**Exercise brief:**
Every line of the records below that holds the word "stdout" should be copied out.

**Task material:**
┌────────

// live_transcript — Streaming transcript engine for assistant chat clients
// Copyright (C) 2025  Simon Peter Rothgang
//
// This program is free software: you can redistribute it and/or modify
// it under the terms of the GNU Affero General Public License as
// published by the Free Software Foundation, either version 3 of the
// License, or (at your option) any later version.
//
// This program is distributed in the hope that it will be useful,
// but WITHOUT ANY WARRANTY; without even the implied warranty of
// MERCHANTABILITY or FITNESS FOR A PARTICULAR PURPOSE.  See the
// GNU Affero General Public License for more details.
//
// You should have received a copy of the GNU Affero General Public License
// along with this program.  If not, see <https://www.gnu.org/licenses/>.

use crate::app::App;
use crate::app::permissions::PermissionCollaborator as _;
use crate::ui::message::{LiveTurn, RenderContext};
use ratatui::Frame;
use ratatui::layout::Rect;
use ratatui::text::Text;
use ratatui::widgets::{Paragraph, Wrap};

#[allow(clippy::cast_possible_truncation, clippy::cast_precision_loss)]
pub fn render(frame: &mut Frame, area: Rect, app: &mut App) {
    let ctx = RenderContext {
        permission: app.permissions.current(),
        permission_selected: app.permission_selected,
        spinner_frame: app.spinner_frame,
        now: app.frame_instant,
    };
    let live = app.accumulator.state().map_or(LiveTurn::Idle, LiveTurn::Segments);
    let lines = app.renderer.render(&app.history, live, &ctx);

    // line_count gives the real wrapped height
    let paragraph = Paragraph::new(Text::from(lines)).wrap(Wrap { trim: false });
    let content_height = paragraph.line_count(area.width);

    app.viewport.set_client_height(f32::from(area.height));
    if app.viewport.set_content_height(content_height as f32) {
        app.scroll.observe_content_growth();
    }
    app.scroll.on_frame(app.frame_instant, Some(&mut app.viewport));

    let viewport_height = usize::from(area.height);
    if content_height <= viewport_height {
        // Short content: bottom-aligned sub-rect above the footer
        let offset = (viewport_height - content_height) as u16;
        let render_area =
            Rect { x: area.x, y: area.y + offset, width: area.width, height: content_height as u16 };
        frame.render_widget(paragraph, render_area);
    } else {
        frame.render_widget(paragraph.scroll((app.viewport.row_offset(), 0)), area);
    }
}
// live_transcript — Streaming transcript engine for assistant chat clients
// Copyright (C) 2025  Simon Peter Rothgang
//
// This program is free software: you can redistribute it and/or modify
// it under the terms of the GNU Affero General Public License as
// published by the Free Software Foundation, either version 3 of the
// License, or (at your option) any later version.
//
// This program is distributed in the hope that it will be useful,
// but WITHOUT ANY WARRANTY; without even the implied warranty of
// MERCHANTABILITY or FITNESS FOR A PARTICULAR PURPOSE.  See the
// GNU Affero General Public License for more details.
//
// You should have received a copy of the GNU Affero General Public License
// along with this program.  If not, see <https://www.gnu.org/licenses/>.

mod accumulator;
mod events;
mod follow;
pub mod permissions;
mod reasoning;
mod scroll;
mod scroll_driver;
mod state;
mod tool_lifecycle;
mod viewport;

pub use accumulator::{
    ArgsError, SegmentAccumulator, StreamingState, TranscriptEvent, parse_tool_args,
};
pub use events::{handle_client_event, handle_client_event_at, handle_terminal_event};
pub use follow::{FollowChange, FollowConfig, FollowController, WheelDirection};
pub use reasoning::{ReasoningPhase, ReasoningTiming, ReasoningTracker};
pub use scroll::{ScrollConfig, ScrollState};
pub use scroll_driver::{
    DriverConfig, DriverTick, FrameScheduler, ScrollDriver, Scheduler, TickHandle,
};
pub use state::{
    App, AppStatus, Message, MessageRole, Segment, SegmentKind, TokenUsage, ToolSegment,
};
pub use tool_lifecycle::{
    COMMAND_TOOLS, FILE_TOOLS, ToolPhase, derive_permission_key, is_declined_result,
    permission_matches, tool_phase,
};
pub use viewport::{ChatViewport, Viewport, ViewportMetrics};

use crate::Cli;
use crate::error::AppError;
use crossterm::event::EventStream;
use futures::{FutureExt as _, StreamExt};
use std::time::{Duration, Instant};

#[must_use]
pub fn create_app(cli: &Cli) -> App {
    let config = cli.scroll_config();
    tracing::info!(
        idle_threshold = config.follow.idle_threshold,
        streaming_threshold = config.follow.streaming_threshold,
        max_step = config.driver.max_step,
        "transcript view configured"
    );
    let mut app = App::new(config);
    app.accumulator.subscribe(|event| tracing::trace!(?event, "transcript event"));
    app
}

// ---------------------------------------------------------------------------
// TUI event loop
// ---------------------------------------------------------------------------

pub async fn run_tui(app: &mut App) -> anyhow::Result<()> {
    let mut terminal = ratatui::try_init().map_err(|err| {
        tracing::error!("Failed to initialize terminal: {err}");
        anyhow::Error::new(AppError::TerminalUnavailable).context(err)
    })?;

    // Mouse capture delivers wheel gestures (ignore error on unsupported terminals)
    let _ = crossterm::execute!(std::io::stdout(), crossterm::event::EnableMouseCapture);

    let result = event_loop(app, &mut terminal).await;

    let _ = crossterm::execute!(std::io::stdout(), crossterm::event::DisableMouseCapture);
    ratatui::restore();
    result
}

async fn event_loop(app: &mut App, terminal: &mut ratatui::DefaultTerminal) -> anyhow::Result<()> {
    let mut events = EventStream::new();
    let frame_duration = Duration::from_millis(16);
    let mut last_render = Instant::now();

    loop {
        // Phase 1: wait for at least one event or the next frame
        let time_to_next = frame_duration.saturating_sub(last_render.elapsed());
        tokio::select! {
            Some(Ok(event)) = events.next() => {
                events::handle_terminal_event(app, event);
            }
            Some(event) = app.event_rx.recv() => {
                events::handle_client_event(app, event);
            }
            () = tokio::time::sleep(time_to_next) => {}
        }

        // Phase 2: drain everything already queued (non-blocking)
        loop {
            if let Some(Some(Ok(event))) = events.next().now_or_never() {
                events::handle_terminal_event(app, event);
                continue;
            }
            match app.event_rx.try_recv() {
                Ok(event) => events::handle_client_event(app, event),
                Err(_) => break,
            }
        }

        if app.should_quit {
            break;
        }

        // Phase 3: render once; the scroll driver ticks inside the render
        if app.is_streaming() {
            app.spinner_frame = app.spinner_frame.wrapping_add(1);
        }
        app.frame_instant = Instant::now();
        terminal.draw(|f| crate::ui::render(f, app))?;
        last_render = Instant::now();
    }

    Ok(())
}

└────────

**Reply to the exercise:**
    let _ = crossterm::execute!(std::io::stdout(), crossterm::event::EnableMouseCapture);
    let _ = crossterm::execute!(std::io::stdout(), crossterm::event::DisableMouseCapture);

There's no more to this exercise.